[Collected data entries]
◇ ◇ ◇ ◇
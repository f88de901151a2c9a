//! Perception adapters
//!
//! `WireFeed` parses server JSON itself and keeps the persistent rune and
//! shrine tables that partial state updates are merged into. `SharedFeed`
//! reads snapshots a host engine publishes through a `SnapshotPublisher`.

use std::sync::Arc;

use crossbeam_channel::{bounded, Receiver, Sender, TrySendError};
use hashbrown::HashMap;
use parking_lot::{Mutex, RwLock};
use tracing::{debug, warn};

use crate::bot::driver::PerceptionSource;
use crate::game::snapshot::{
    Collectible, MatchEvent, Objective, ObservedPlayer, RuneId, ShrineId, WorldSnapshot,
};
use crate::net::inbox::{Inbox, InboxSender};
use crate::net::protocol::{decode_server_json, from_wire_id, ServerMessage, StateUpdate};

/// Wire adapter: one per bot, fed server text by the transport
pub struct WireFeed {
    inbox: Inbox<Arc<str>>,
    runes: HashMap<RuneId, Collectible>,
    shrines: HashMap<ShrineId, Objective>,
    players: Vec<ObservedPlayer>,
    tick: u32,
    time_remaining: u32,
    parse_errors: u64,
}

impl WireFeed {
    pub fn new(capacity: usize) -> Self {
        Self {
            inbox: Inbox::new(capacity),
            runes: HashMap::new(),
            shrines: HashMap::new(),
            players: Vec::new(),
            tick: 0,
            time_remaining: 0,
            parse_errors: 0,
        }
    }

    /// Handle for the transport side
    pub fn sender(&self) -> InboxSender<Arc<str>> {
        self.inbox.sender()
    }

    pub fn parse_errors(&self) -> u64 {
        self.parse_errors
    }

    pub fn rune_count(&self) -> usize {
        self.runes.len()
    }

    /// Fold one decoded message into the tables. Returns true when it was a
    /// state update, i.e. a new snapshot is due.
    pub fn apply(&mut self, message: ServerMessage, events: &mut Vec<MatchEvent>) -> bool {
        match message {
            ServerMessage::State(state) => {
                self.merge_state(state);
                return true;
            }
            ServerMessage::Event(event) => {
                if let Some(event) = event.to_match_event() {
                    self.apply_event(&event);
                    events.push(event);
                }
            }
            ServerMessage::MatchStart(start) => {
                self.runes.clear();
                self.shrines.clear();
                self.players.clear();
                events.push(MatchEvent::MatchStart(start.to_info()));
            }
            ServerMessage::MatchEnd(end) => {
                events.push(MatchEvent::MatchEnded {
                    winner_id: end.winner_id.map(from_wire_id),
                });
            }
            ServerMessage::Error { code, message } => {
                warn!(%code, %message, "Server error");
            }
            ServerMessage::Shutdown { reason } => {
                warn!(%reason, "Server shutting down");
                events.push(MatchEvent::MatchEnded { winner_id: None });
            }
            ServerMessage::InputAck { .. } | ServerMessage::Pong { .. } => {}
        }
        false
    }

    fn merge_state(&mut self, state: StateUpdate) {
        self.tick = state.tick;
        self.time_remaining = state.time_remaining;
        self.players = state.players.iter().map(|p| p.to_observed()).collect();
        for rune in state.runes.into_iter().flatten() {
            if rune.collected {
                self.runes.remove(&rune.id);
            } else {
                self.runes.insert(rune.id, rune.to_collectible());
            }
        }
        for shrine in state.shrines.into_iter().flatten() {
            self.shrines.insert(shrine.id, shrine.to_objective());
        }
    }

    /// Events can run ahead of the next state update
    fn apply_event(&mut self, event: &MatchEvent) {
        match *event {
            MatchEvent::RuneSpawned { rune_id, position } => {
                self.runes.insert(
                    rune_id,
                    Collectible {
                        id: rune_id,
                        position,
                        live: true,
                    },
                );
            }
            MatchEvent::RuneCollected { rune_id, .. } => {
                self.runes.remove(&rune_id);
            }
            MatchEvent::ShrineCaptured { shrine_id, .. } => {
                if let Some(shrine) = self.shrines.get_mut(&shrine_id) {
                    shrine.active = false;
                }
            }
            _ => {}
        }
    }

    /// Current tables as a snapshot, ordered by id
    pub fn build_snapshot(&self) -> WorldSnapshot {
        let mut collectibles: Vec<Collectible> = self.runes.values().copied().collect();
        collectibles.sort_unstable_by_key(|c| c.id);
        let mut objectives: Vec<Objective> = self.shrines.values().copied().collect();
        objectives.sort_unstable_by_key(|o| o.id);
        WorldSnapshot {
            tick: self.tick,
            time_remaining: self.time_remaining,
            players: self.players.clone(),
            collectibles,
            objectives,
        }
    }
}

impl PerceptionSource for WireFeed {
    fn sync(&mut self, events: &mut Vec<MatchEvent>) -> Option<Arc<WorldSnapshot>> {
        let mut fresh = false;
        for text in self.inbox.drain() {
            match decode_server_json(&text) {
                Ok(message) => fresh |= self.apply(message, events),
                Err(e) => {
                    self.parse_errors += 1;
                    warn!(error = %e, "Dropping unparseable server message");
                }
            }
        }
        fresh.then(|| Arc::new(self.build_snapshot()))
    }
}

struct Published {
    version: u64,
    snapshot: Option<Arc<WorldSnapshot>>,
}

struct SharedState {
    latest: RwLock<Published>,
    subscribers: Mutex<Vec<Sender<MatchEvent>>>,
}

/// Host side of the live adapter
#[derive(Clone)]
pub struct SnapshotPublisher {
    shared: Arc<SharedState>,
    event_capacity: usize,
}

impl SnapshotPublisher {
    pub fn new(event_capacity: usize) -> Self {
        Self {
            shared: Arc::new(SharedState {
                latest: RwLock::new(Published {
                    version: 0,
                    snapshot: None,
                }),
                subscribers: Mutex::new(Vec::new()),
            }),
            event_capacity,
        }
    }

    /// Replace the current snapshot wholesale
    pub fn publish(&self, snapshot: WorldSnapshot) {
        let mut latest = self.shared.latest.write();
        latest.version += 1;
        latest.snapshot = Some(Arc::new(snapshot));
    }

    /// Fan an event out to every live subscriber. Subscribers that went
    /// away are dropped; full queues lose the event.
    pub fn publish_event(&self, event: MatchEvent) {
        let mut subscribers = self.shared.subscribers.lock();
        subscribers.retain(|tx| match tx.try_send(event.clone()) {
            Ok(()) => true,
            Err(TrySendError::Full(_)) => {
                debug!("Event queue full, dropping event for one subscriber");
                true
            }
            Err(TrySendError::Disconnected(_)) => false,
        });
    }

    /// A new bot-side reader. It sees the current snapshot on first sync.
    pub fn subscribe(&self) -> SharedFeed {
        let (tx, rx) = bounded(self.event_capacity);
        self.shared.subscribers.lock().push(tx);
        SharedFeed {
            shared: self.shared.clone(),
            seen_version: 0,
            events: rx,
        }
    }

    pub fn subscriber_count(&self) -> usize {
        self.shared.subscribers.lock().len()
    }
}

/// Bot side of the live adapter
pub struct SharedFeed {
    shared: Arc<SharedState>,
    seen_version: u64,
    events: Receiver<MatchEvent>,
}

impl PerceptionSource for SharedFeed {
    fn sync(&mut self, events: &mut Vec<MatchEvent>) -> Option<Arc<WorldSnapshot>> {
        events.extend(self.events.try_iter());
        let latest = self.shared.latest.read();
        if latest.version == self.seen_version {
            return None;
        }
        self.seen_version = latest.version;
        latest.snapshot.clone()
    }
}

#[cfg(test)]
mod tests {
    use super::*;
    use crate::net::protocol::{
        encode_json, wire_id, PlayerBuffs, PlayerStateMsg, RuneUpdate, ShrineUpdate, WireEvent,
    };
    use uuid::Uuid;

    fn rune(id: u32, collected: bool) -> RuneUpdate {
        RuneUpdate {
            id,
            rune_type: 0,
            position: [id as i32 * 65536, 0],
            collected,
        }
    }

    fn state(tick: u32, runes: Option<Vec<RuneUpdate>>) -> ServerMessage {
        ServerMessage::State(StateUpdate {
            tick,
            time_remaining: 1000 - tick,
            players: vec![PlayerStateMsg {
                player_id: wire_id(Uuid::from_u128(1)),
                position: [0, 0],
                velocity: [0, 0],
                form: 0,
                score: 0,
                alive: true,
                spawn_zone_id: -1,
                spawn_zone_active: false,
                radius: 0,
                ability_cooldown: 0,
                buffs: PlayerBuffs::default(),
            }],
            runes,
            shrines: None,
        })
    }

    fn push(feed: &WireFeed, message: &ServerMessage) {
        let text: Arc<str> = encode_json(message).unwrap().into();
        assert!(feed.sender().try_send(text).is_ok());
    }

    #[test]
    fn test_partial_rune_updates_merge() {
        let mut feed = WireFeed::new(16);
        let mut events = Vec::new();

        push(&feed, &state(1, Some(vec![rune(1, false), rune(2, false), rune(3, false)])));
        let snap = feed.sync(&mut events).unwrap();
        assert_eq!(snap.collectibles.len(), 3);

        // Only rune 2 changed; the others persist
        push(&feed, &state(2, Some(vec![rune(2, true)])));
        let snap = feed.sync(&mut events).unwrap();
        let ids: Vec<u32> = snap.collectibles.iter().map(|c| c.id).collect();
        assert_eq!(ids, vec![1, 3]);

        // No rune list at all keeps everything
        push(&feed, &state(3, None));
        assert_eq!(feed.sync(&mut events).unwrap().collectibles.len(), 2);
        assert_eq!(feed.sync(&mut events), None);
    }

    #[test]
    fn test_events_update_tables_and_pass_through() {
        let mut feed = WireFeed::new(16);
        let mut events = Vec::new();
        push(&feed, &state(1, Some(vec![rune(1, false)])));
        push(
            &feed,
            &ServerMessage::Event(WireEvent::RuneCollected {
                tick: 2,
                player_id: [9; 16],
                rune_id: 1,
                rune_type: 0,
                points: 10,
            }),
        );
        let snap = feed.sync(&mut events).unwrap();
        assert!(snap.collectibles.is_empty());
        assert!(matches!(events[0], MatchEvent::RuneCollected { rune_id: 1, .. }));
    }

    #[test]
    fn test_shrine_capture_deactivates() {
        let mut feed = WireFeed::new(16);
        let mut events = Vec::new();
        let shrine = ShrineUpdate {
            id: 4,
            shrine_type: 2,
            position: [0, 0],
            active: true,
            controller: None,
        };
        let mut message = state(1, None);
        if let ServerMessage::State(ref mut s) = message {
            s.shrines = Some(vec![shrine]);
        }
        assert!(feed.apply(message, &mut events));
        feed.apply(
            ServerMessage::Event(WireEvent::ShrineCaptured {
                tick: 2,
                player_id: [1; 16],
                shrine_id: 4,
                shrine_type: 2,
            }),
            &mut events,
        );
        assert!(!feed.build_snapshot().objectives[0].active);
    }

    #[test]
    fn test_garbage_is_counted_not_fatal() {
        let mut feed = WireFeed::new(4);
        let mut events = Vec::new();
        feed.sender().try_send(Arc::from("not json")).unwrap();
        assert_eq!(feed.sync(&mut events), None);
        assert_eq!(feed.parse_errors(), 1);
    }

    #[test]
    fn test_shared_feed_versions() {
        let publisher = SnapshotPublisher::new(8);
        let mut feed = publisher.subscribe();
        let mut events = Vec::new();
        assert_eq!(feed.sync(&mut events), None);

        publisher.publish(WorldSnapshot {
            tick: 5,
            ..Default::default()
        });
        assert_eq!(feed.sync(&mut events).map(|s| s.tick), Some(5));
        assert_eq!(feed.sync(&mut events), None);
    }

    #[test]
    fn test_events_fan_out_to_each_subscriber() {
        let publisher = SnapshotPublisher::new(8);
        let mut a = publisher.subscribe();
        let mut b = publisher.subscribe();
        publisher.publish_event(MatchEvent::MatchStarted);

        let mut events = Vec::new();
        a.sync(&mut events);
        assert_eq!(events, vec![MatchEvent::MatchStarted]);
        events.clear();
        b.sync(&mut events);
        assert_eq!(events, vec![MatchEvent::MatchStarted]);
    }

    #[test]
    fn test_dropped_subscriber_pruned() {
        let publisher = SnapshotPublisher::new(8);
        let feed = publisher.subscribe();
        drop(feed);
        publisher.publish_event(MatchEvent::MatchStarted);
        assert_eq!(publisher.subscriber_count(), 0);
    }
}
◇ ◇ ◇ ◇
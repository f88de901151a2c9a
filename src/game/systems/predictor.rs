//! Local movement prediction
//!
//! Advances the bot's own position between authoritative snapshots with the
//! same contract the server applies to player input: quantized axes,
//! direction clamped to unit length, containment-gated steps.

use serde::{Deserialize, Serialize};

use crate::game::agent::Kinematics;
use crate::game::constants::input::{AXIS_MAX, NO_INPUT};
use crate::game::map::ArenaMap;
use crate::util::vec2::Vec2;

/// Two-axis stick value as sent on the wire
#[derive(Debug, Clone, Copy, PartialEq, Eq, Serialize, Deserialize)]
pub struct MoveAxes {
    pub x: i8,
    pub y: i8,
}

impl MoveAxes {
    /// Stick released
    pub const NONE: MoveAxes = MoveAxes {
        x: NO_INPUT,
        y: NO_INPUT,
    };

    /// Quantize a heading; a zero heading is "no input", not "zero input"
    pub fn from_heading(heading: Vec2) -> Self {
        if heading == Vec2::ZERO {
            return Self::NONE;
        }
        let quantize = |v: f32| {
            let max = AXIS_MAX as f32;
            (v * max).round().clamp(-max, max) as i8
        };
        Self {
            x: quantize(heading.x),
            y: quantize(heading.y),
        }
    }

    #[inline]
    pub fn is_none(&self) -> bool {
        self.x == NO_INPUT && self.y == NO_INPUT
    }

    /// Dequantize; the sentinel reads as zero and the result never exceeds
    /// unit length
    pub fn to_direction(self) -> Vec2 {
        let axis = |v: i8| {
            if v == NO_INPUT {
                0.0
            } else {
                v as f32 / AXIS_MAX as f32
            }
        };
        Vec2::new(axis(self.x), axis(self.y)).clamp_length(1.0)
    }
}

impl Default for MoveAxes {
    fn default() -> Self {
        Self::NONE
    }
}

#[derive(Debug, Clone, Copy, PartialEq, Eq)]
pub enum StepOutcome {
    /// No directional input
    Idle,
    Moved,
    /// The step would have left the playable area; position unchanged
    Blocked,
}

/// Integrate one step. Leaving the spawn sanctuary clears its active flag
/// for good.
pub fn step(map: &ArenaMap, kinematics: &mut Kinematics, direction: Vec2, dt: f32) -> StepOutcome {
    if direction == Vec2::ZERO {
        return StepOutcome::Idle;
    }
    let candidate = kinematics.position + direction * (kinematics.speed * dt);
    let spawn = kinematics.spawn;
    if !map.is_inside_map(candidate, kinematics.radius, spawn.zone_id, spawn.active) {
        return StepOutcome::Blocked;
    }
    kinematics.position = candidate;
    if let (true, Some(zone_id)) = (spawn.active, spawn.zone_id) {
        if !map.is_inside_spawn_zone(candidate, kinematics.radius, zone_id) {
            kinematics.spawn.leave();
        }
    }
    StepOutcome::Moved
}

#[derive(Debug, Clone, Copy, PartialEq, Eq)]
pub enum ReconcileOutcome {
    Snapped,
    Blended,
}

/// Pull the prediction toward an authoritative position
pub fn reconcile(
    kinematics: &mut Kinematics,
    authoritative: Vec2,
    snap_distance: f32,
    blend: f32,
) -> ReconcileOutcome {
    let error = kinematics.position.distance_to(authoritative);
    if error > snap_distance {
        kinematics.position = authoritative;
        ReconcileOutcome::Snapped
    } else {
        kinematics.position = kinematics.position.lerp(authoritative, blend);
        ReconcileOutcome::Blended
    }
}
◇ ◇ ◇ ◇
Lines above holding "text": give their count, nothing more.

5